Data to use START

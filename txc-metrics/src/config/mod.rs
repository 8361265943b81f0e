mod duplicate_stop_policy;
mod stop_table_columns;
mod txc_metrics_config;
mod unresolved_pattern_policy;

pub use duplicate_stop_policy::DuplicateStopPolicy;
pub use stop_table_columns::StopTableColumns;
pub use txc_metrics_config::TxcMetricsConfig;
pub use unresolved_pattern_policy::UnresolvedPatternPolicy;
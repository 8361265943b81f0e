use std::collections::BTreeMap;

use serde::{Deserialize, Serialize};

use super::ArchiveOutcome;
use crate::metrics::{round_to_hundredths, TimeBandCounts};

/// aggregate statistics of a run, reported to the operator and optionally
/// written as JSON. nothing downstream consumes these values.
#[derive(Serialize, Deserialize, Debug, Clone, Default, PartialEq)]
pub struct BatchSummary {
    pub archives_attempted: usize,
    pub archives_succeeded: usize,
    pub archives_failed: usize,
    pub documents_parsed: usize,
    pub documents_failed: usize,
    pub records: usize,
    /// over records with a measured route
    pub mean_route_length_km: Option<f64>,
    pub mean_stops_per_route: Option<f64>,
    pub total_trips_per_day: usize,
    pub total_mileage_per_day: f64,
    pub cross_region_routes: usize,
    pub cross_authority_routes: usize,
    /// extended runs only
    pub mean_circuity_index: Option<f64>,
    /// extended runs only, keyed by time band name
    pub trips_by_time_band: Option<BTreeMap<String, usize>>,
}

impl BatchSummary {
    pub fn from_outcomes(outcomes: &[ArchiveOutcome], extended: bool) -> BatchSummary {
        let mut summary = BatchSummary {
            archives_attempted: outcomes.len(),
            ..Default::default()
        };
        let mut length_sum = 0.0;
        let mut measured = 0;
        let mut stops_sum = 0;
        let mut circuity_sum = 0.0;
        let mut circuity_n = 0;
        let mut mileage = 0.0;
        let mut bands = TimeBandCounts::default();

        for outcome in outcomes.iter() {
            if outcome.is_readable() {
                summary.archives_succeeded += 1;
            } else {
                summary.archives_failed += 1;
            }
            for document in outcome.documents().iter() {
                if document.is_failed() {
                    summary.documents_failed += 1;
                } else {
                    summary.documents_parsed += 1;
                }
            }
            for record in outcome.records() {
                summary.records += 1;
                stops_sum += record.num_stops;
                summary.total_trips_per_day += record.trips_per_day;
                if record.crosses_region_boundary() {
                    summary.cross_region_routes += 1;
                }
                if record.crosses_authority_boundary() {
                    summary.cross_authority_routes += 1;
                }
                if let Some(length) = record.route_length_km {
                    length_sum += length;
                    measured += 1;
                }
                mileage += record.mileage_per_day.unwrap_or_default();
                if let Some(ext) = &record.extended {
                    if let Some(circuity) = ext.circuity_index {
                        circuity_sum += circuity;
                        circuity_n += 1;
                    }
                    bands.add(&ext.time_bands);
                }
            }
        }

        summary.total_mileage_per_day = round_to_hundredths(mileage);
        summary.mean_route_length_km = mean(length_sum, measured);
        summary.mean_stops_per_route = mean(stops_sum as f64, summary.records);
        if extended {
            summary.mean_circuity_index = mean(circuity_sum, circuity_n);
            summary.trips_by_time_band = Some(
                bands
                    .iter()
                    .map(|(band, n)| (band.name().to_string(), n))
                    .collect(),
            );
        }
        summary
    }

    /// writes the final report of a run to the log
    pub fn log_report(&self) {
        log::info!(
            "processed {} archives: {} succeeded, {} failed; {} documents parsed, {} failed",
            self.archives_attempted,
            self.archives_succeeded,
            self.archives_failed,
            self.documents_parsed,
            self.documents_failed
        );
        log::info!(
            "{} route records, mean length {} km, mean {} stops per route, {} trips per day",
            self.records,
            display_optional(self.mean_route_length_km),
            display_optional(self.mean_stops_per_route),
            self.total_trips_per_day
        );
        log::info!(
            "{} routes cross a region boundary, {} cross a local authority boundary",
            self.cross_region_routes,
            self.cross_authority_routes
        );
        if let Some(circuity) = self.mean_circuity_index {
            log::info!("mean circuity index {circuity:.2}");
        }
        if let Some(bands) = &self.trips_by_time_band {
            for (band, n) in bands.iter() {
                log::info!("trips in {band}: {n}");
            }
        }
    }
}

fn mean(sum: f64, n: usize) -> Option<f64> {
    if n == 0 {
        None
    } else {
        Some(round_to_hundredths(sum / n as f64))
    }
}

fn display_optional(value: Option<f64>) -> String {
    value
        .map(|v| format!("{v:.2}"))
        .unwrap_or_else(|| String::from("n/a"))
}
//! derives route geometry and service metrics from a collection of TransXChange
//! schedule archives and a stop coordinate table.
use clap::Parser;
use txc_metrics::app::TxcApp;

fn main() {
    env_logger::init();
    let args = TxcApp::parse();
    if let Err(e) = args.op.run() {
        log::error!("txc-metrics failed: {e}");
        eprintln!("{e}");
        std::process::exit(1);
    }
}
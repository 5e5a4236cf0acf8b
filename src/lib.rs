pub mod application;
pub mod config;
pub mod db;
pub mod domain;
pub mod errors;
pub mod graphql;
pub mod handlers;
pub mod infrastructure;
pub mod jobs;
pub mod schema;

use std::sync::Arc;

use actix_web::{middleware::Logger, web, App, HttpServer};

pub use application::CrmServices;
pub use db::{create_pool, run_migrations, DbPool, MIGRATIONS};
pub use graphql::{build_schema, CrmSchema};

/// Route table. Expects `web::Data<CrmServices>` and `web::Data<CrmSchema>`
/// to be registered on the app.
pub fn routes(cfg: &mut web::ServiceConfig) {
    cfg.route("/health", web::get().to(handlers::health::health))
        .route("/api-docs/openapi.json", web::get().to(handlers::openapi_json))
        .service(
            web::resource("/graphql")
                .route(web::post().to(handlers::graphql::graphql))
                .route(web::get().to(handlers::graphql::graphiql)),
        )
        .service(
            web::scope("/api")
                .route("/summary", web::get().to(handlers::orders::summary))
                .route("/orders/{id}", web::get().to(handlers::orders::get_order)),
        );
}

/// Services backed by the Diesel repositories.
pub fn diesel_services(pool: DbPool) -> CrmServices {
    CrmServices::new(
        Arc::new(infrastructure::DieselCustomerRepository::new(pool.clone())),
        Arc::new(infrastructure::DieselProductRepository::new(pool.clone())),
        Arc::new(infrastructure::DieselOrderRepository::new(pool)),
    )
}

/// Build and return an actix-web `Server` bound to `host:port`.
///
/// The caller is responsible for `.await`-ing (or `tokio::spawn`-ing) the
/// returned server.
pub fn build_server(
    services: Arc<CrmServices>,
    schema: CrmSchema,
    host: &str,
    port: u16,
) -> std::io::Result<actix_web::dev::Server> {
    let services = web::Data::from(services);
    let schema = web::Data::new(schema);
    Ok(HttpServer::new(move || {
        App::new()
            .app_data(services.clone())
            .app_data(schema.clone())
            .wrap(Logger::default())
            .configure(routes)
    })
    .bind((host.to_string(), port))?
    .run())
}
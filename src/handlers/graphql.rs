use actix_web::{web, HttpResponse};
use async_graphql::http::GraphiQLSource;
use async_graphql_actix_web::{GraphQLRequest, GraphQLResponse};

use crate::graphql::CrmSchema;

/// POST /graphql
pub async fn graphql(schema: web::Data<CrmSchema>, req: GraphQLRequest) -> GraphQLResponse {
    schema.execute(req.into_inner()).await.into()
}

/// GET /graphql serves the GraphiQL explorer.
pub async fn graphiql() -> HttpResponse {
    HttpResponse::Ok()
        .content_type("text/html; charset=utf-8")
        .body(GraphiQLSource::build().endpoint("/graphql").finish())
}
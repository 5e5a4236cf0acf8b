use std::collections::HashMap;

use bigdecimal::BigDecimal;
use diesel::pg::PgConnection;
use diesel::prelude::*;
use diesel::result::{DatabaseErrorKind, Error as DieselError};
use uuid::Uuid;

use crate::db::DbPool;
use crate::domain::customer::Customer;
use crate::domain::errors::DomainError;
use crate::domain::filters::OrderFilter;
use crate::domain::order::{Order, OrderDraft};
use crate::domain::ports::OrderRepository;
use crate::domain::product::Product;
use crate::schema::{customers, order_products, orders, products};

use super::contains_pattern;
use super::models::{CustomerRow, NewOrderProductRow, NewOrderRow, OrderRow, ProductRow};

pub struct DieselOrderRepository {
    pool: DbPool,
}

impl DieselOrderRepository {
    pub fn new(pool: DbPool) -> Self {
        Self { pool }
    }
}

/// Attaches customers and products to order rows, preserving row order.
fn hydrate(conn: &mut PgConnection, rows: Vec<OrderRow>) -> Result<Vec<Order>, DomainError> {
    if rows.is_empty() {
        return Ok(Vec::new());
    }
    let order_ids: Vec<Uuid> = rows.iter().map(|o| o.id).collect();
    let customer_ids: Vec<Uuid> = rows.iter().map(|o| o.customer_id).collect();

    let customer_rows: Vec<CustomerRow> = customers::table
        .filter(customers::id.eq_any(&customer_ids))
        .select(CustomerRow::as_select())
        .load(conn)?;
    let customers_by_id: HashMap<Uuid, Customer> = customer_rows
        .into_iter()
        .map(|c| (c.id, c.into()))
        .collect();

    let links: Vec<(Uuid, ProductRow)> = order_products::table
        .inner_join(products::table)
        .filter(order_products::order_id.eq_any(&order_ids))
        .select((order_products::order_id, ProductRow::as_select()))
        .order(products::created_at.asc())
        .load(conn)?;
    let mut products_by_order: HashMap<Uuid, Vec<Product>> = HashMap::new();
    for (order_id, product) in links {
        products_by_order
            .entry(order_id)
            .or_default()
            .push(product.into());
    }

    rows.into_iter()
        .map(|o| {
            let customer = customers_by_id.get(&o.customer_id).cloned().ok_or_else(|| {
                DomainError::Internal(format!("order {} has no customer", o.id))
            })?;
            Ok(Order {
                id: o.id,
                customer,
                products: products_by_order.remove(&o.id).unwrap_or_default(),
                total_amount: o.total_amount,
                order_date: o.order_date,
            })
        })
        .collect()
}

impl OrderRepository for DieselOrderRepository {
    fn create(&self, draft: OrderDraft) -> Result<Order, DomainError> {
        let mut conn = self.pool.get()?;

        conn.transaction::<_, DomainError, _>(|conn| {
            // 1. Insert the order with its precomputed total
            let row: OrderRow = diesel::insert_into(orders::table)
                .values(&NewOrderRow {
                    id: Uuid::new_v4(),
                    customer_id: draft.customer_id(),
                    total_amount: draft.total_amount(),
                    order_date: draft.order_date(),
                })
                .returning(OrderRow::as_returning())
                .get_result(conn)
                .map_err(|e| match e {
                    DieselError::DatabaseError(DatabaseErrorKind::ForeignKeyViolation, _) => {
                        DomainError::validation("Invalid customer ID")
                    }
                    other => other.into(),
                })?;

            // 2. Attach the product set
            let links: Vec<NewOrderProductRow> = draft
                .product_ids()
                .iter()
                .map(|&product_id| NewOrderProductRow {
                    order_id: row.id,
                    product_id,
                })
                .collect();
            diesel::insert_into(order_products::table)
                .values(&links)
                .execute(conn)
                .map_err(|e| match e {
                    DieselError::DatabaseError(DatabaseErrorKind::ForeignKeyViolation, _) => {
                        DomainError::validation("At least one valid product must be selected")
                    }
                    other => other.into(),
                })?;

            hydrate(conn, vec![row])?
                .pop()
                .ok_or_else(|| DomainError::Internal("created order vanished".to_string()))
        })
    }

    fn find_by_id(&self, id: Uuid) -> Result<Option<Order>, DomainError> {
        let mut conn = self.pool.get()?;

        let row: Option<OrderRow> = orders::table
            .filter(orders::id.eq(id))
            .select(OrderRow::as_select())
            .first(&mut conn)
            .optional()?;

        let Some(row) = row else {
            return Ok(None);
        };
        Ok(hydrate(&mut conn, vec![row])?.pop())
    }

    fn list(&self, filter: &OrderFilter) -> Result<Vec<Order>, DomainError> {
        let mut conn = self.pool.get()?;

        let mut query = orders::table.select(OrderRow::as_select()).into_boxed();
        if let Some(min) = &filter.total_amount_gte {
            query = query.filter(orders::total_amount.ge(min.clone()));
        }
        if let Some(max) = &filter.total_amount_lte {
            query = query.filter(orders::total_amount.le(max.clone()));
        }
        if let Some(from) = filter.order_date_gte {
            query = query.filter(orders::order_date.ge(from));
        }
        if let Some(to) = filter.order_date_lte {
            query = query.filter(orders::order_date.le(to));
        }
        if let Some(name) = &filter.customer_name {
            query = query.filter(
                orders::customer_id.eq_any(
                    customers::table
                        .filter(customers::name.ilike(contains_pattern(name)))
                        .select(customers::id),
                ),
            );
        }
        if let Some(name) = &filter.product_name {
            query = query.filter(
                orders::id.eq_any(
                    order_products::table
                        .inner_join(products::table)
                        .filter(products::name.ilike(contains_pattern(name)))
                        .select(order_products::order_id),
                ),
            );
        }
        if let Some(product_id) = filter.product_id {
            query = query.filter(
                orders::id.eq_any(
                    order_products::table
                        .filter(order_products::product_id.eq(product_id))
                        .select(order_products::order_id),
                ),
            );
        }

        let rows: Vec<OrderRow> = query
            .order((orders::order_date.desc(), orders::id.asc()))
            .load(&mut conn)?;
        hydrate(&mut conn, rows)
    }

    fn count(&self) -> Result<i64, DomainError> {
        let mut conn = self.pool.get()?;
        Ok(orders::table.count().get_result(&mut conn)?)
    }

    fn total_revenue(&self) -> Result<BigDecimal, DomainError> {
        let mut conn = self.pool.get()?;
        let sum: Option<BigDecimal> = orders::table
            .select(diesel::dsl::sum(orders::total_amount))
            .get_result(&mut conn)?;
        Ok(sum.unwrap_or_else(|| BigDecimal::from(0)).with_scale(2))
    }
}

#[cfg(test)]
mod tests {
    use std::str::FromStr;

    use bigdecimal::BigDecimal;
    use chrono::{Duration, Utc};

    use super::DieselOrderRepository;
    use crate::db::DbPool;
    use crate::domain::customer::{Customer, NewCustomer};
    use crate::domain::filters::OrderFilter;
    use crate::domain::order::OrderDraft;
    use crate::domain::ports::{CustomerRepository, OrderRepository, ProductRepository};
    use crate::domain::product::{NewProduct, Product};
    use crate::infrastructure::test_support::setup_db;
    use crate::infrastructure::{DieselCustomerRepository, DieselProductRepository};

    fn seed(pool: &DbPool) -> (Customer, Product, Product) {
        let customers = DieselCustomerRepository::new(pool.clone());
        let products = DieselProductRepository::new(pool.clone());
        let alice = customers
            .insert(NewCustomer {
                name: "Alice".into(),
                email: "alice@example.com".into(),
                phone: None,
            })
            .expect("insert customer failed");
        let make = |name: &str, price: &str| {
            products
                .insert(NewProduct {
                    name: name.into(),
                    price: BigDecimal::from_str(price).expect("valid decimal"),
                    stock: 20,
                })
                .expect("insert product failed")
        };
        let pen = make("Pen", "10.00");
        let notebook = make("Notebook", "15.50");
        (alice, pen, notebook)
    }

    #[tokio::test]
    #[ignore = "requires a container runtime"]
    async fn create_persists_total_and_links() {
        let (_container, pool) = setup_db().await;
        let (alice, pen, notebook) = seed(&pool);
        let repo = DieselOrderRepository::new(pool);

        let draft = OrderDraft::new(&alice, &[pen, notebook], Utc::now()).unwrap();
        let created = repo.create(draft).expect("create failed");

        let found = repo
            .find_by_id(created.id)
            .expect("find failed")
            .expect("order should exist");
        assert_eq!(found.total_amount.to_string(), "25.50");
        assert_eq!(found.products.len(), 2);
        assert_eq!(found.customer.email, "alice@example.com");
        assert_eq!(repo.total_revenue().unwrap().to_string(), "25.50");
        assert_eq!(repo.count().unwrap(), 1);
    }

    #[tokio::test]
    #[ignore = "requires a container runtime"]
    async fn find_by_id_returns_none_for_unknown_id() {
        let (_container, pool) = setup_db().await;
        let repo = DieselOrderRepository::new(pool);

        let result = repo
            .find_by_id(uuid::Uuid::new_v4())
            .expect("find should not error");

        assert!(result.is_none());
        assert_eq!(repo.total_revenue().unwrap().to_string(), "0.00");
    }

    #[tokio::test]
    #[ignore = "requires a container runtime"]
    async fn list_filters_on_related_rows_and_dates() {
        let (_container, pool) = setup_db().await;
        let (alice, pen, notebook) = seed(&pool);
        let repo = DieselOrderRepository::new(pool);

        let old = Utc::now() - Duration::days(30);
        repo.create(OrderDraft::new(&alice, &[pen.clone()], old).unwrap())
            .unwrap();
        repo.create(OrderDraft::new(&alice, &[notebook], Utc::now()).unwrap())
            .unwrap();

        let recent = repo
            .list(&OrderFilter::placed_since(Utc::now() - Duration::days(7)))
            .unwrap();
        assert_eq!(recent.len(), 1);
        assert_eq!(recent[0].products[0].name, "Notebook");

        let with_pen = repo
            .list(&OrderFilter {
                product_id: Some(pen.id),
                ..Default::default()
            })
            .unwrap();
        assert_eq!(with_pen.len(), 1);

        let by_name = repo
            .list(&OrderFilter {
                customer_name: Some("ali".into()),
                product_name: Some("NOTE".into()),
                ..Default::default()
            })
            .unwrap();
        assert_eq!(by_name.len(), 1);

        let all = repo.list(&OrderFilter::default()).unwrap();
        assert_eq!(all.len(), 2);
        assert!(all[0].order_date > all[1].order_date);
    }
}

Data to use END

(Work instruction):
Look through the lines above for "NewCustomer". Say how many have it, and give no other words.

(Your response):
2